Os pulsos de terahertz ultracurtos criam uma fase ferroelétrica no titanato de estrôncio paraelétrico. Uma deformação induzida opticamente da amostra resulta em pares de domínios flexoelétricos com polarizações opostas. Crédito:Joerg M. Harms, MPSD
A luz pode ser usada não apenas para medir as propriedades dos materiais, mas também para mudá-los. Especialmente interessantes são aqueles casos em que a função de um material pode ser modificada, como sua capacidade de conduzir eletricidade ou armazenar informações em seu estado magnético. Uma equipe liderada por Andrea Cavalleri do Instituto Max Planck para a Estrutura e Dinâmica da Matéria em Hamburgo usou pulsos de luz de frequência terahertz para transformar um material não ferroelétrico em um ferroelétrico.

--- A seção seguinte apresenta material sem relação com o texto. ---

impl StatementKind {
    pub fn as_str(&self) -> &'static str {
        match self {
            StatementKind::Insert => "insert",
            StatementKind::Upsert => "upsert",
            StatementKind::Update => "update",
            StatementKind::Delete => "delete",
        }
    }
}

/// One set-based statement run against the staged rows.
#[derive(Debug, Clone, PartialEq, Eq)]
pub struct ReconcileStatement {
    pub kind: StatementKind,
    pub sql: String,
    /// The statement returns `(__index, __identity)` rows instead of a
    /// bare row count. The number of returned rows is the affected count.
    pub yields_identities: bool,
}

/// All SQL text for one request shape.
#[derive(Debug, Clone, PartialEq, Eq)]
pub struct CommandSet {
    /// Lower-cased destination name, for cache invalidation.
    pub destination: String,
    /// Executed in order to (re)create the staging relation.
    pub staging_ddl: Vec<String>,
    /// `COPY ... FROM STDIN (FORMAT BINARY)` into the staging relation.
    pub copy_in: String,
    /// Wire types of the COPY columns, OrderToken first.
    pub copy_types: Vec<WireType>,
    pub analyze: String,
    pub reconcile: Vec<ReconcileStatement>,
    /// General correlation query, run after the reconciliation statements
    /// to fill indices they did not report.
    pub correlate: Option<String>,
    pub teardown: String,
}

impl CommandSet {
    /// Number of statements the call will run after streaming.
    pub fn statement_count(&self) -> usize {
        self.reconcile.len() + usize::from(self.correlate.is_some())
    }
}

// ── Identifier helpers ─────────────────────────────────────────────────────

/// Quote a SQL identifier, doubling embedded quotes.
pub fn quote_ident(name: &str) -> String {
    format!("\"{}\"", name.replace('"', "\"\""))
}

/// Helper: build a comma-separated list of quoted column references.
pub fn col_list(cols: &[String]) -> String {
    cols.iter()
        .map(|c| quote_ident(c))
        .collect::<Vec<_>>()
        .join(", ")
}

/// Helper: build a comma-separated list of prefixed column references.
pub fn prefixed_col_list(prefix: &str, cols: &[String]) -> String {
    cols.iter()
        .map(|c| format!("{prefix}.{}", quote_ident(c)))
        .collect::<Vec<_>>()
        .join(", ")
}

/// A staged column read through `alias`, cast to the destination type
/// when it was staged as something else.
fn staged_expr(alias: &str, m: &FieldMapping) -> String {
    let col = format!("{alias}.{}", quote_ident(&m.column));
    match &m.cast_to {
        Some(ty) => format!("CAST({col} AS {ty})"),
        None => col,
    }
}

// ── Compilation ────────────────────────────────────────────────────────────

/// Compile every statement for `req`.
pub fn compile(req: &BulkRequest) -> Result<CommandSet, BulkError> {
    if let Some(hints) = &req.hints {
        return Err(BulkError::DialectUnsupported(format!(
            "table hints ({hints})"
        )));
    }
    if req.mappings.is_empty() {
        return Err(BulkError::NoFields {
            table: req.destination.to_string(),
        });
    }
    if req.kind.needs_qualifiers() && req.qualifiers.is_empty() {
        return Err(BulkError::NoQualifiers {
            operation: req.kind.to_string(),
            table: req.destination.to_string(),
        });
    }
    let unmapped: Vec<&String> = req
        .qualifiers
        .iter()
        .filter(|q| req.mapping(q).is_none())
        .collect();
    if !unmapped.is_empty() {
        return Err(BulkError::Internal(format!(
            "qualifiers {unmapped:?} are not staged for {}",
            req.destination
        )));
    }

    let sql = Sql::new(req);
    let (reconcile, correlate) = match req.kind {
        OperationKind::Insert => (vec![sql.insert()?], None),
        OperationKind::Merge => match req.merge_strategy {
            MergeStrategy::ConflictClause => (vec![sql.upsert()?], sql.correlation()?),
            MergeStrategy::InsertThenUpdate => {
                let mut stmts = Vec::with_capacity(2);
                if !req.update_columns().is_empty() {
                    stmts.push(sql.update()?);
                }
                stmts.push(sql.insert_missing()?);
                (stmts, sql.correlation()?)
            }
        },
        OperationKind::Update => {
            if req.update_columns().is_empty() {
                return Err(BulkError::NoUpdatableFields {
                    table: req.destination.to_string(),
                });
            }
            (vec![sql.update()?], sql.correlation()?)
        }
        OperationKind::Delete | OperationKind::DeleteByKey => (vec![sql.delete()?], None),
    };

    let mut copy_types = Vec::with_capacity(req.mappings.len() + 1);
    copy_types.push(WireType::Int8);
    copy_types.extend(req.mappings.iter().map(|m| m.wire));

    Ok(CommandSet {
        destination: req.destination.cache_key(),
        staging_ddl: staging::create_statements(&req.staging, &req.order_column, &req.mappings),
        copy_in: staging::copy_statement(&req.staging, &req.order_column, &req.mappings),
        copy_types,
        analyze: staging::analyze_statement(&req.staging),
        reconcile,
        correlate,
        teardown: staging::drop_statement(&req.staging),
    })
}

/// Statement builder over one request.
struct Sql<'a> {
    req: &'a BulkRequest,
    dest: String,
    staging: String,
    order: String,
}

impl<'a> Sql<'a> {
    fn new(req: &'a BulkRequest) -> Self {
        Sql {
            req,
            dest: req.destination.quoted(),
            staging: req.staging.name.quoted(),
            order: quote_ident(&req.order_column),
        }
    }

    fn identity(&self) -> Result<String, BulkError> {
        self.req
            .identity
            .as_ref()
            .map(|i| quote_ident(&i.name))
            .ok_or_else(|| BulkError::IdentityRequired {
                table: self.req.destination.to_string(),
            })
    }

    fn qualifier_mappings(&self) -> Result<Vec<&'a FieldMapping>, BulkError> {
        self.req
            .qualifiers
            .iter()
            .map(|q| {
                self.req.mapping(q).ok_or_else(|| {
                    BulkError::Internal(format!("qualifier {q} is not staged"))
                })
            })
            .collect()
    }

    /// `d.q = <staged s.q>` for every qualifier.
    fn match_condition(&self) -> Result<String, BulkError> {
        Ok(self
            .qualifier_mappings()?
            .iter()
            .map(|m| format!("d.{} = {}", quote_ident(&m.column), staged_expr("s", m)))
            .collect::<Vec<_>>()
            .join(" AND "))
    }

    /// The staged rows with the last occurrence of every qualifier key.
    ///
    /// Rows whose key contains NULL never compare equal and are all kept.
    fn latest_rows(&self) -> Result<String, BulkError> {
        let same_key = self
            .qualifier_mappings()?
            .iter()
            .map(|m| {
                let c = quote_ident(&m.column);
                format!("l.{c} = s.{c}")
            })
            .collect::<Vec<_>>()
            .join(" AND ");
        Ok(format!(
            "SELECT s.* FROM {staging} AS s WHERE NOT EXISTS \
             (SELECT 1 FROM {staging} AS l WHERE {same_key} AND l.{order} > s.{order})",
            staging = self.staging,
            order = self.order,
        ))
    }

    fn insert_head(&self) -> Result<(String, String), BulkError> {
        let cols = self.req.insert_columns();
        if cols.is_empty() {
            return Err(BulkError::NoFields {
                table: self.req.destination.to_string(),
            });
        }
        let names: Vec<String> = cols.iter().map(|m| m.column.clone()).collect();
        let overriding = match &self.req.identity {
            Some(id)
                if id.generated_always
                    && self.req.writes_identity()
                    && cols.iter().any(|m| m.column.eq_ignore_ascii_case(&id.name)) =>
            {
                " OVERRIDING SYSTEM VALUE"
            }
            _ => "",
        };
        let exprs = cols
            .iter()
            .map(|m| staged_expr("s", m))
            .collect::<Vec<_>>()
            .join(", ");
        Ok((
            format!("INSERT INTO {} ({}){overriding}", self.dest, col_list(&names)),
            exprs,
        ))
    }

    /// Wrap an `INSERT ... SELECT ... FROM <rows> AS s` so the generated
    /// identities are position-matched to the OrderTokens of `rows`.
    ///
    /// Identities are assumed to be assigned in insertion order, which holds
    /// for sequence-backed columns filled by a single ordered INSERT.
    /// Sequences with a negative increment or `CYCLE` break the pairing.
    fn returning_insert(
        &self,
        leading: Option<&str>,
        rows: &str,
        insert: &str,
    ) -> Result<String, BulkError> {
        let id = self.identity()?;
        let leading = leading.map(|cte| format!("{cte}, ")).unwrap_or_default();
        Ok(format!(
            "WITH {leading}__ins AS ({insert} RETURNING {id}), \
             __ranked AS (SELECT {id} AS __identity, ROW_NUMBER() OVER (ORDER BY {id}) AS __pos FROM __ins), \
             __src AS (SELECT s.{order} AS __index, ROW_NUMBER() OVER (ORDER BY s.{order}) AS __pos FROM {rows} AS s) \
             SELECT __src.__index AS \"__index\", __ranked.__identity AS \"__identity\" \
             FROM __src JOIN __ranked ON __ranked.__pos = __src.__pos \
             ORDER BY __src.__index",
            order = self.order,
        ))
    }

    fn insert(&self) -> Result<ReconcileStatement, BulkError> {
        let (head, exprs) = self.insert_head()?;
        let insert = format!(
            "{head} SELECT {exprs} FROM {staging} AS s ORDER BY s.{order}",
            staging = self.staging,
            order = self.order,
        );
        if self.req.returns_identity() {
            Ok(ReconcileStatement {
                kind: StatementKind::Insert,
                sql: self.returning_insert(None, &self.staging, &insert)?,
                yields_identities: true,
            })
        } else {
            Ok(ReconcileStatement {
                kind: StatementKind::Insert,
                sql: insert,
                yields_identities: false,
            })
        }
    }

    /// Insert of the staged rows that match no destination row.
    ///
    /// Rows are de-duplicated on the key first, unless the key is a
    /// generated identity: then every unmatched staged row is a new row.
    fn insert_missing(&self) -> Result<ReconcileStatement, BulkError> {
        let (head, exprs) = self.insert_head()?;
        let rows = if self.req.keyed_on_generated_identity() {
            self.staging.clone()
        } else {
            format!("({})", self.latest_rows()?)
        };
        let pending = format!(
            "SELECT s.* FROM {rows} AS s WHERE NOT EXISTS (SELECT 1 FROM {dest} AS d WHERE {cond})",
            dest = self.dest,
            cond = self.match_condition()?,
        );
        if self.req.returns_identity() {
            let insert = format!(
                "{head} SELECT {exprs} FROM __pending AS s ORDER BY s.{order}",
                order = self.order
            );
            let pending = format!("__pending AS ({pending})");
            Ok(ReconcileStatement {
                kind: StatementKind::Insert,
                sql: self.returning_insert(Some(&pending), "__pending", &insert)?,
                yields_identities: true,
            })
        } else {
            Ok(ReconcileStatement {
                kind: StatementKind::Insert,
                sql: format!(
                    "{head} SELECT {exprs} FROM ({pending}) AS s ORDER BY s.{order}",
                    order = self.order
                ),
                yields_identities: false,
            })
        }
    }

    fn upsert(&self) -> Result<ReconcileStatement, BulkError> {
        let (head, exprs) = self.insert_head()?;
        let targets: Vec<String> = self
            .qualifier_mappings()?
            .iter()
            .map(|m| m.column.clone())
            .collect();
        let updates = self.req.update_columns();
        let action = if updates.is_empty() {
            "DO NOTHING".to_string()
        } else {
            let sets = updates
                .iter()
                .map(|m| {
                    let c = quote_ident(&m.column);
                    format!("{c} = EXCLUDED.{c}")
                })
                .collect::<Vec<_>>()
                .join(", ");
            format!("DO UPDATE SET {sets}")
        };
        Ok(ReconcileStatement {
            kind: StatementKind::Upsert,
            sql: format!(
                "{head} SELECT {exprs} FROM ({latest}) AS s ORDER BY s.{order} \
                 ON CONFLICT ({targets}) {action}",
                latest = self.latest_rows()?,
                order = self.order,
                targets = col_list(&targets),
            ),
            yields_identities: false,
        })
    }

    fn update(&self) -> Result<ReconcileStatement, BulkError> {
        let sets = self
            .req
            .update_columns()
            .iter()
            .map(|m| format!("{} = {}", quote_ident(&m.column), staged_expr("s", m)))
            .collect::<Vec<_>>()
            .join(", ");
        let mut sql = format!(
            "UPDATE {dest} AS d SET {sets} FROM ({latest}) AS s WHERE {cond}",
            dest = self.dest,
            latest = self.latest_rows()?,
            cond = self.match_condition()?,
        );
        // Only the update half of an insert-then-update merge reports its
        // identities directly; plain updates rely on the correlation query.
        let yields = self.req.returns_identity() && self.req.kind == OperationKind::Merge;
        if yields {
            sql.push_str(&format!(
                " RETURNING s.{order} AS \"__index\", d.{id} AS \"__identity\"",
                order = self.order,
                id = self.identity()?,
            ));
        }
        Ok(ReconcileStatement {
            kind: StatementKind::Update,
            sql,
            yields_identities: yields,
        })
    }

    fn delete(&self) -> Result<ReconcileStatement, BulkError> {
        Ok(ReconcileStatement {
            kind: StatementKind::Delete,
            sql: format!(
                "DELETE FROM {dest} AS d USING {staging} AS s WHERE {cond}",
                dest = self.dest,
                staging = self.staging,
                cond = self.match_condition()?,
            ),
            yields_identities: false,
        })
    }

    /// Staging left-joined to the destination on the qualifiers; the highest
    /// identity per OrderToken wins and unmatched rows are dropped.
    fn correlation(&self) -> Result<Option<String>, BulkError> {
        if !self.req.returns_identity() {
            return Ok(None);
        }
        let id = self.identity()?;
        Ok(Some(format!(
            "SELECT c.__index AS \"__index\", c.__identity AS \"__identity\" FROM (\
             SELECT s.{order} AS __index, d.{id} AS __identity, \
             ROW_NUMBER() OVER (PARTITION BY s.{order} ORDER BY d.{id} DESC NULLS LAST) AS __rank \
             FROM {staging} AS s LEFT JOIN {dest} AS d ON {cond}) AS c \
             WHERE c.__rank = 1 AND c.__identity IS NOT NULL \
             ORDER BY c.__index",
            order = self.order,
            staging = self.staging,
            dest = self.dest,
            cond = self.match_condition()?,
        )))
    }
}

Ferroeletricidade é um estado em que a rede constituinte é polarizada em uma direção específica, formando uma polarização elétrica macroscópica. A capacidade de inverter a polarização torna os materiais ferroelétricos particularmente adequados para codificação e processamento de informações digitais. A descoberta de um ferroelétrico induzido pela luz é altamente relevante para uma nova geração de dispositivos de alta velocidade, e é apresentado hoje no jornal Ciência .
Os materiais complexos são especiais porque suas propriedades macroscópicas incomuns são determinadas por muitas tendências concorrentes. Ao contrário de compostos mais convencionais, como os cristais de silício que constituem os dispositivos eletrônicos atuais, em materiais complexos, verifica-se que mais de um tipo de interação microscópica favorece mais de uma fase macroscópica possível.
Essa competição leva então a um compromisso, mas um que não é único e muitas vezes está em equilíbrio precário. Portanto, perturbações moderadas, por exemplo, irradiando um tal material com luz, pode induzir mudanças radicais nas propriedades do sólido.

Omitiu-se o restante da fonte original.